Connection to Stem Cell and Regenerative Medicine
- Nephroprotection Research: Research is heavily focused on regenerative strategies to protect renal stem cells and nephrons from Cisplatin-induced damage, often through novel drug delivery or co-administration of cytoprotectants.
- Immune Regeneration: Cisplatin-induced DNA damage can act as a trigger, enhancing the visibility of tumor antigens to the immune system. Current Immunotherapy research is combining low-dose Cisplatin with checkpoint inhibitors to prime the regenerative T-cell response in tumors that are normally immune-cold.
Patient Management & Practical Recommendations
Pre-treatment Tests to Be Performed
- Renal Function: Mandatory Serum Creatinine, BUN, and Creatinine Clearance before every cycle.
- Audiometry: Baseline hearing test (audiogram) is required, especially if repeated doses are planned.
- Labs: Electrolytes (Magnesium, Potassium, Calcium).

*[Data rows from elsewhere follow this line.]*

use super::*;

fn payload(entries: &[(&str, SqlValue)]) -> IndexMap<String, SqlValue> {
    entries
        .iter()
        .map(|(k, v)| (k.to_string(), v.clone()))
        .collect()
}

fn user_field_map() -> FieldMap {
    [
        ("firstName", "first_name"),
        ("lastName", "last_name"),
        ("isAdmin", "is_admin"),
    ]
    .into_iter()
    .collect()
}

/// Placeholder indices in order of appearance.
fn placeholders(sql: &str) -> Vec<usize> {
    sql.split('$')
        .skip(1)
        .map(|rest| {
            rest.chars()
                .take_while(char::is_ascii_digit)
                .collect::<String>()
                .parse()
                .unwrap()
        })
        .collect()
}

// ==================== SET clause ====================

#[test]
fn set_clause_maps_fields_and_keeps_order() {
    let data = payload(&[("firstName", "Aliya".into()), ("age", 32.into())]);
    let clause = build_set_clause(&data, &user_field_map()).unwrap();

    assert_eq!(clause.sql, r#""first_name"=$1, "age"=$2"#);
    assert_eq!(clause.values, vec![SqlValue::from("Aliya"), SqlValue::Int(32)]);
    assert_eq!(clause.next_placeholder(), 3);
}

#[test]
fn set_clause_rejects_empty_payload() {
    let err = build_set_clause(&UpdatePayload::new(), &user_field_map()).unwrap_err();
    assert!(matches!(err, JoblyError::InvalidInput(ref m) if m == "No data"));
    assert!(err.is_bad_request());
}

#[test]
fn set_clause_with_empty_field_map_uses_field_names() {
    let data = payload(&[("firstName", "Aliya".into()), ("age", 32.into())]);
    let clause = build_set_clause(&data, &FieldMap::new()).unwrap();

    assert_eq!(clause.sql, r#""firstName"=$1, "age"=$2"#);
    assert_eq!(clause.values, vec![SqlValue::from("Aliya"), SqlValue::Int(32)]);
}

#[test]
fn set_clause_preserves_value_types_including_null() {
    let data = payload(&[
        ("logoUrl", SqlValue::Null),
        ("numEmployees", 0.into()),
        ("description", "".into()),
    ]);
    let clause = build_set_clause(&data, &company_field_map()).unwrap();

    assert_eq!(
        clause.sql,
        r#""logo_url"=$1, "num_employees"=$2, "description"=$3"#
    );
    assert_eq!(
        clause.values,
        vec![SqlValue::Null, SqlValue::Int(0), SqlValue::Text(String::new())]
    );
}

#[test]
fn set_clause_rejects_unsafe_field_names() {
    let data = payload(&[(r#"name"=1; DROP TABLE companies; --"#, "x".into())]);
    let err = build_set_clause(&data, &FieldMap::new()).unwrap_err();
    assert!(err.is_bad_request());

    let data = payload(&[("c.name", "x".into())]);
    assert!(build_set_clause(&data, &FieldMap::new()).is_err());
}

#[test]
fn set_clause_placeholders_are_contiguous() {
    let data: UpdatePayload = (0..12)
        .map(|i| (format!("field{i}"), SqlValue::Int(i)))
        .collect();
    let clause = build_set_clause(&data, &FieldMap::new()).unwrap();

    assert_eq!(placeholders(&clause.sql), (1..=12).collect::<Vec<_>>());
    assert_eq!(clause.values.len(), data.len());
    assert_eq!(clause.values, data.values().cloned().collect::<Vec<_>>());
}

// ==================== WHERE clause ====================

#[test]
fn where_clause_three_filters() {
    let query = payload(&[
        ("minEmployees", 100.into()),
        ("maxEmployees", 500.into()),
        ("nameLike", "ibm".into()),
    ]);
    let clause = build_where_clause(&query, &company_filter_spec());

    assert_eq!(
        clause.sql,
        "WHERE num_employees >= $1 AND num_employees <= $2 AND name ILIKE $3"
    );
    assert_eq!(
        clause.values,
        vec![SqlValue::Int(100), SqlValue::Int(500), SqlValue::from("%ibm%")]
    );
}

#[test]
fn where_clause_two_filters() {
    let query = payload(&[("minEmployees", 100.into()), ("maxEmployees", 500.into())]);
    let clause = build_where_clause(&query, &company_filter_spec());

    assert_eq!(
        clause.sql,
        "WHERE num_employees >= $1 AND num_employees <= $2"
    );
    assert_eq!(clause.values, vec![SqlValue::Int(100), SqlValue::Int(500)]);
}

#[test]
fn where_clause_single_pattern_filter() {
    let query = payload(&[("nameLike", "ibm".into())]);
    let clause = build_where_clause(&query, &company_filter_spec());

    assert_eq!(clause.sql, "WHERE name ILIKE $1");
    assert_eq!(clause.values, vec![SqlValue::from("%ibm%")]);
}

#[test]
fn where_clause_empty_query_is_empty() {
    let clause = build_where_clause(&QueryPayload::new(), &company_filter_spec());
    assert!(clause.is_empty());
    assert_eq!(clause, Clause::default());
}

#[test]
fn where_clause_unknown_keys_only_is_empty() {
    let query = payload(&[("invalid", "invalid".into())]);
    let clause = build_where_clause(&query, &company_filter_spec());

    assert_eq!(clause.sql, "");
    assert!(clause.values.is_empty());
}

#[test]
fn where_clause_mixed_keys_keep_valid_in_order() {
    let query = payload(&[
        ("invalid", "invalid".into()),
        ("nameLike", "ibm".into()),
        ("invalid2", "invalid2".into()),
        ("minEmployees", 100.into()),
        ("invalid3", "invalid3".into()),
    ]);
    let clause = build_where_clause(&query, &company_filter_spec());

    assert_eq!(clause.sql, "WHERE name ILIKE $1 AND num_employees >= $2");
    assert_eq!(
        clause.values,
        vec![SqlValue::from("%ibm%"), SqlValue::Int(100)]
    );
}

#[test]
fn where_clause_keeps_zero_and_false() {
    let spec = FilterSpec::new()
        .rule("minEmployees", "num_employees", FilterOp::Gte)
        .rule("remote", "remote", FilterOp::Eq);
    let query = payload(&[("minEmployees", 0.into()), ("remote", false.into())]);
    let clause = build_where_clause(&query, &spec);

    assert_eq!(clause.sql, "WHERE num_employees >= $1 AND remote = $2");
    assert_eq!(clause.values, vec![SqlValue::Int(0), SqlValue::Bool(false)]);
}

#[test]
fn where_clause_skips_null_and_empty_string_without_gaps() {
    let query = payload(&[
        ("nameLike", "".into()),
        ("minEmployees", SqlValue::Null),
        ("maxEmployees", 10.into()),
    ]);
    let clause = build_where_clause(&query, &company_filter_spec());

    assert_eq!(clause.sql, "WHERE num_employees <= $1");
    assert_eq!(clause.values, vec![SqlValue::Int(10)]);
}

#[test]
fn where_clause_only_wraps_pattern_operators() {
    let spec = FilterSpec::new()
        .rule("name", "name", FilterOp::Eq)
        .rule("nameLike", "name", FilterOp::ILike);
    let query = payload(&[("name", "ibm".into()), ("nameLike", "ibm".into())]);
    let clause = build_where_clause(&query, &spec);

    assert_eq!(clause.sql, "WHERE name = $1 AND name ILIKE $2");
    assert_eq!(
        clause.values,
        vec![SqlValue::from("ibm"), SqlValue::from("%ibm%")]
    );
}

#[test]
fn where_clause_predicates_match_accepted_keys() {
    let spec = company_filter_spec();
    let query: QueryPayload = (0..20)
        .map(|i| {
            let key = match i % 4 {
                0 => "minEmployees".to_string(),
                1 => format!("unknown{i}"),
                2 => "nameLike".to_string(),
                _ => format!("other{i}"),
            };
            (key, SqlValue::Int(i))
        })
        .collect();
    let clause = build_where_clause(&query, &spec);

    let accepted = query.keys().filter(|k| spec.contains_key(k)).count();
    assert_eq!(clause.sql.matches(" AND ").count() + 1, accepted);
    assert_eq!(clause.values.len(), accepted);
    assert_eq!(placeholders(&clause.sql), (1..=accepted).collect::<Vec<_>>());
}

#[test]
fn clause_params_align_with_values() {
    let query = payload(&[("minEmployees", 1.into()), ("nameLike", "a".into())]);
    let clause = build_where_clause(&query, &company_filter_spec());
    assert_eq!(clause.params().len(), clause.values.len());
    assert!(clause.sql.starts_with("WHERE "));
    assert_eq!(clause.values.len(), 2);
}

#[test]
#[should_panic(expected = "not a valid identifier")]
fn filter_spec_rejects_malformed_column() {
    let _ = FilterSpec::new().rule("nameLike", "name; DROP TABLE companies", FilterOp::ILike);
}

// ==================== Jobs filter ====================

#[test]
fn job_filter_three_filters() {
    let query = payload(&[
        ("minSalary", 1000.into()),
        ("hasEquity", true.into()),
        ("title", "test".into()),
    ]);
    let clause = build_job_where_clause(&query);

    assert_eq!(
        clause.sql,
        "WHERE salary >= $1 AND equity > $2 AND title ILIKE $3"
    );
    assert_eq!(
        clause.values,
        vec![
            SqlValue::Int(1000),
            SqlValue::from(EQUITY_THRESHOLD),
            SqlValue::from("%test%"),
        ]
    );
}

#[test]
fn job_filter_has_equity_ignores_supplied_value() {
    for supplied in [
        SqlValue::Bool(true),
        SqlValue::Bool(false),
        SqlValue::from("yes"),
        SqlValue::Int(5),
    ] {
        let query = payload(&[("hasEquity", supplied)]);
        let clause = build_job_where_clause(&query);
        assert_eq!(clause.sql, "WHERE equity > $1");
        assert_eq!(clause.values, vec![SqlValue::from("0.0")]);
    }
}

#[test]
fn job_filter_mixed_keys_keep_valid_in_order() {
    let query = payload(&[
        ("invalid", "invalid".into()),
        ("title", "test".into()),
        ("invalid2", "invalid2".into()),
        ("minSalary", 1000.into()),
        ("invalid3", "invalid3".into()),
    ]);
    let clause = build_job_where_clause(&query);

    assert_eq!(clause.sql, "WHERE title ILIKE $1 AND salary >= $2");
    assert_eq!(
        clause.values,
        vec![SqlValue::from("%test%"), SqlValue::Int(1000)]
    );
}

#[test]
fn job_filter_without_known_keys_is_empty() {
    assert!(build_job_where_clause(&QueryPayload::new()).is_empty());
    assert!(build_job_where_clause(&payload(&[("invalid", "x".into())])).is_empty());
}

#[test]
fn normalize_job_query_keeps_order_and_other_values() {
    let query = payload(&[
        ("title", "dev".into()),
        ("hasEquity", false.into()),
        ("minSalary", 10.into()),
    ]);
    let normalized = normalize_job_query(&query);

    assert_eq!(
        normalized.keys().map(String::as_str).collect::<Vec<_>>(),
        vec!["title", "hasEquity", "minSalary"]
    );
    assert_eq!(normalized["hasEquity"], SqlValue::from("0.0"));
    assert_eq!(normalized["title"], SqlValue::from("dev"));
    // the caller's query is untouched
    assert_eq!(query["hasEquity"], SqlValue::Bool(false));
}

#[test]
fn presets_declare_expected_keys() {
    assert_eq!(
        company_filter_spec().keys().collect::<Vec<_>>(),
        vec!["minEmployees", "maxEmployees", "nameLike"]
    );
    assert_eq!(
        job_filter_spec().keys().collect::<Vec<_>>(),
        vec!["minSalary", "hasEquity", "title"]
    );
    assert_eq!(
        job_filter_spec().get("hasEquity"),
        Some(&FilterRule {
            column: "equity",
            op: FilterOp::Gt
        })
    );
    assert_eq!(job_field_map().column_for("salary"), "salary");
    assert_eq!(company_field_map().column_for("logoUrl"), "logo_url");
}

#[test]
fn payload_deserializes_in_key_order() {
    let data: UpdatePayload =
        serde_json::from_str(r#"{"logoUrl": "http://x", "name": "C1", "numEmployees": 7}"#)
            .unwrap();
    let clause = build_set_clause(&data, &company_field_map()).unwrap();

    assert_eq!(
        clause.sql,
        r#""logo_url"=$1, "name"=$2, "num_employees"=$3"#
    );
    assert_eq!(
        clause.values,
        vec![
            SqlValue::from("http://x"),
            SqlValue::from("C1"),
            SqlValue::Int(7)
        ]
    );
}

Precautions During Treatment
- Hydration: Ensure the patient maintains high oral fluid intake the day before and several days after the infusion.
- Extravasation: Cisplatin is an irritant; administer via a large, well-functioning IV line or central venous catheter.
Do’s and Don’ts
- DO: Report any ringing in the ears (tinnitus) or difficulty hearing high-pitched sounds immediately.
- DO: Take all prescribed anti-nausea medications on time, even if you feel fine.
- DO: Report any numbness or tingling in the hands or feet, as this may be cumulative.
- DON’T: Use other known nephrotoxic drugs (like NSAIDs or aminoglycosides) during the treatment period without consulting your oncologist.
- DON’T: Confuse Cisplatin with Carboplatin; they have different dosing and toxicity profiles.
- DON’T: Allow the infusion to proceed if you have not been adequately pre-hydrated.
Legal Disclaimer
This guide is for informational purposes only and is intended for international patients and healthcare professionals. It does not replace professional medical advice, diagnosis, or treatment. Dosing and protocols may vary by patient status and local regulatory guidelines. Always consult with a qualified oncologist or healthcare provider regarding specific medical conditions.